I also have a report from a renowned forensic pathologist. The report, which accounts for the condition of the body armor, autopsy findings, and the pathologist's own experience with head wounds, concludes Peralta was not immediately incapacitated by the brain injury and, in fact, reached for the grenade and pulled it under his body. I have seen this video evidence.
Earlier this year, the Navy took a major step in recognizing Sergeant Peralta and named a destroyer in his honor--a great honor. The Navy and Secretary Ray Mabus in particular deserve to be commended for their decision, as well as their commitment to honoring Sergeant Peralta's sacrifice.

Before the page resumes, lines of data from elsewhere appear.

//! Process logging bootstrap.
//!
//! # Responsibility
//! - Initialize size-rotated file logs exactly once per process.
//! - Keep log events metadata-only: ids and counts, never member names.
//!
//! # Invariants
//! - Re-initialization with the same level and directory is a no-op.
//! - Re-initialization with a different level or directory is rejected.
//! - Initialization never panics.

use flexi_logger::{Cleanup, Criterion, FileSpec, Logger, LoggerHandle, Naming, WriteMode};
use log::{error, info};
use once_cell::sync::OnceCell;
use std::error::Error;
use std::fmt::{Display, Formatter};
use std::path::{Path, PathBuf};

const LOG_FILE_BASENAME: &str = "chores";
const MAX_LOG_FILE_SIZE_BYTES: u64 = 5 * 1024 * 1024;
const MAX_LOG_FILES: usize = 5;
const MAX_PANIC_PAYLOAD_CHARS: usize = 160;

static LOGGING_STATE: OnceCell<LoggingState> = OnceCell::new();
static PANIC_HOOK_INSTALLED: OnceCell<()> = OnceCell::new();

struct LoggingState {
    level: &'static str,
    log_dir: PathBuf,
    _logger: LoggerHandle,
}

/// Reasons logging could not be activated.
#[derive(Debug, Clone, PartialEq, Eq)]
pub enum LoggingError {
    UnsupportedLevel(String),
    InvalidDirectory(String),
    /// Already active with a different level or directory.
    Conflict(String),
    Backend(String),
}

impl Display for LoggingError {
    fn fmt(&self, f: &mut Formatter<'_>) -> std::fmt::Result {
        match self {
            Self::UnsupportedLevel(level) => write!(
                f,
                "unsupported log level `{level}`; expected trace|debug|info|warn|error"
            ),
            Self::InvalidDirectory(message) => write!(f, "invalid log directory: {message}"),
            Self::Conflict(message) => write!(f, "logging already initialized: {message}"),
            Self::Backend(message) => write!(f, "failed to start logger: {message}"),
        }
    }
}

impl Error for LoggingError {}

/// Initializes file logging under `log_dir` at `level`.
///
/// # Errors
/// - `UnsupportedLevel` for an unknown level name.
/// - `InvalidDirectory` when `log_dir` is empty, relative, or cannot be created.
/// - `Conflict` when logging is already active with another configuration.
pub fn init_logging(level: &str, log_dir: &str) -> Result<(), LoggingError> {
    let level = normalize_level(level)?;
    let log_dir = normalize_log_dir(log_dir)?;

    let state = LOGGING_STATE.get_or_try_init(|| start_logger(level, &log_dir))?;
    ensure_same_config(state, level, &log_dir)
}

/// Returns `(level, log_dir)` when logging is active.
pub fn logging_status() -> Option<(&'static str, PathBuf)> {
    LOGGING_STATE
        .get()
        .map(|state| (state.level, state.log_dir.clone()))
}

/// `debug` for debug builds, `info` for release builds.
pub fn default_log_level() -> &'static str {
    if cfg!(debug_assertions) {
        "debug"
    } else {
        "info"
    }
}

fn start_logger(level: &'static str, log_dir: &Path) -> Result<LoggingState, LoggingError> {
    std::fs::create_dir_all(log_dir).map_err(|err| {
        LoggingError::InvalidDirectory(format!("cannot create `{}`: {err}", log_dir.display()))
    })?;

    let logger = Logger::try_with_str(level)
        .map_err(|err| LoggingError::Backend(err.to_string()))?
        .log_to_file(
            FileSpec::default()
                .directory(log_dir)
                .basename(LOG_FILE_BASENAME),
        )
        .rotate(
            Criterion::Size(MAX_LOG_FILE_SIZE_BYTES),
            Naming::Numbers,
            Cleanup::KeepLogFiles(MAX_LOG_FILES),
        )
        .write_mode(WriteMode::BufferAndFlush)
        .append()
        .format_for_files(flexi_logger::detailed_format)
        .start()
        .map_err(|err| LoggingError::Backend(err.to_string()))?;

    install_panic_hook_once();

    info!(
        "event=logging_init module=core status=ok level={} log_dir={} version={} build_mode={}",
        level,
        log_dir.display(),
        env!("CARGO_PKG_VERSION"),
        if cfg!(debug_assertions) { "debug" } else { "release" }
    );

    Ok(LoggingState {
        level,
        log_dir: log_dir.to_path_buf(),
        _logger: logger,
    })
}

fn ensure_same_config(
    state: &LoggingState,
    level: &'static str,
    log_dir: &Path,
) -> Result<(), LoggingError> {
    if state.log_dir != log_dir {
        return Err(LoggingError::Conflict(format!(
            "active at `{}`, refusing to switch to `{}`",
            state.log_dir.display(),
            log_dir.display()
        )));
    }
    if state.level != level {
        return Err(LoggingError::Conflict(format!(
            "active with level `{}`, refusing to switch to `{}`",
            state.level, level
        )));
    }
    Ok(())
}

fn normalize_level(level: &str) -> Result<&'static str, LoggingError> {
    match level.trim().to_ascii_lowercase().as_str() {
        "trace" => Ok("trace"),
        "debug" => Ok("debug"),
        "info" => Ok("info"),
        "warn" | "warning" => Ok("warn"),
        "error" => Ok("error"),
        other => Err(LoggingError::UnsupportedLevel(other.to_string())),
    }
}

fn normalize_log_dir(log_dir: &str) -> Result<PathBuf, LoggingError> {
    let trimmed = log_dir.trim();
    if trimmed.is_empty() {
        return Err(LoggingError::InvalidDirectory(
            "path cannot be empty".to_string(),
        ));
    }
    let path = Path::new(trimmed);
    if !path.is_absolute() {
        return Err(LoggingError::InvalidDirectory(format!(
            "path must be absolute, got `{trimmed}`"
        )));
    }
    Ok(path.to_path_buf())
}

fn install_panic_hook_once() {
    if PANIC_HOOK_INSTALLED.set(()).is_err() {
        return;
    }

    let previous_hook = std::panic::take_hook();
    std::panic::set_hook(Box::new(move |panic_info| {
        let location = panic_info
            .location()
            .map(|loc| format!("{}:{}", loc.file(), loc.line()))
            .unwrap_or_else(|| "unknown".to_string());
        let payload = if let Some(message) = panic_info.payload().downcast_ref::<&str>() {
            (*message).to_string()
        } else if let Some(message) = panic_info.payload().downcast_ref::<String>() {
            message.clone()
        } else {
            "non-string panic payload".to_string()
        };
        error!(
            "event=panic_captured module=core status=error location={} payload={}",
            location,
            sanitize_message(&payload, MAX_PANIC_PAYLOAD_CHARS)
        );
        previous_hook(panic_info);
    }));
}

fn sanitize_message(value: &str, max_chars: usize) -> String {
    let normalized = value.replace(['\n', '\r'], " ");
    let mut truncated = normalized.chars().take(max_chars).collect::<String>();
    if normalized.chars().count() > max_chars {
        truncated.push_str("...");
    }
    truncated
}

#[cfg(test)]
mod tests {
    use super::{
        init_logging, logging_status, normalize_level, normalize_log_dir, sanitize_message,
        LoggingError,
    };
    use std::path::PathBuf;
    use std::time::{SystemTime, UNIX_EPOCH};

    fn unique_temp_dir(suffix: &str) -> PathBuf {
        let nanos = SystemTime::now()
            .duration_since(UNIX_EPOCH)
            .expect("system time should be after unix epoch")
            .as_nanos();
        std::env::temp_dir().join(format!(
            "chores-logging-{suffix}-{}-{nanos}",
            std::process::id()
        ))
    }

    #[test]
    fn normalize_level_accepts_known_values() {
        assert_eq!(normalize_level("INFO"), Ok("info"));
        assert_eq!(normalize_level(" warning "), Ok("warn"));
        assert_eq!(
            normalize_level("loud"),
            Err(LoggingError::UnsupportedLevel("loud".to_string()))
        );
    }

    #[test]
    fn normalize_log_dir_rejects_relative_path() {
        let error = normalize_log_dir("logs/dev").expect_err("relative paths must be rejected");
        assert!(matches!(error, LoggingError::InvalidDirectory(ref message) if message.contains("absolute")));
    }

    #[test]
    fn sanitize_message_removes_newlines_and_truncates() {
        let sanitized = sanitize_message("line1\nline2\rline3", 8);
        assert!(!sanitized.contains('\n'));
        assert!(!sanitized.contains('\r'));
        assert!(sanitized.ends_with("..."));
    }

    #[test]
    fn init_logging_is_idempotent_and_rejects_conflicts() {
        let log_dir = unique_temp_dir("idempotent");
        let log_dir_str = log_dir.to_str().expect("utf-8 temp dir").to_string();
        let other_dir = unique_temp_dir("other");
        let other_dir_str = other_dir.to_str().expect("utf-8 temp dir").to_string();

        init_logging("info", &log_dir_str).expect("first init should succeed");
        init_logging("info", &log_dir_str).expect("same config should be idempotent");

        let level_error = init_logging("debug", &log_dir_str).expect_err("level conflict");
        assert!(matches!(level_error, LoggingError::Conflict(_)));
        let dir_error = init_logging("info", &other_dir_str).expect_err("directory conflict");
        assert!(matches!(dir_error, LoggingError::Conflict(_)));

        let (active_level, active_dir) = logging_status().expect("logging should be active");
        assert_eq!(active_level, "info");
        assert_eq!(active_dir, log_dir);
    }
}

The new evidence was submitted to the Navy months ago, and I did receive confirmation from Secretary Mabus that the evidence is being reviewed in the hope of resubmitting the Medal of Honor nomination. And based on the evidence, I'm confident in the Navy's ability to make the right decision.
But even so, this process doesn't stop with the Navy. Resubmitting the nomination will still require the approval of the Secretary of Defense. And knowing the extent of the information before the Navy, prompting its initial decision and any subsequent decision will be valuable to ensuring the error in judgment that denied Peralta the Medal of Honor is corrected once and for all.
I know that I speak for my colleagues in saying we look forward to the Navy's decision.
And with that, I yield back the balance of my time.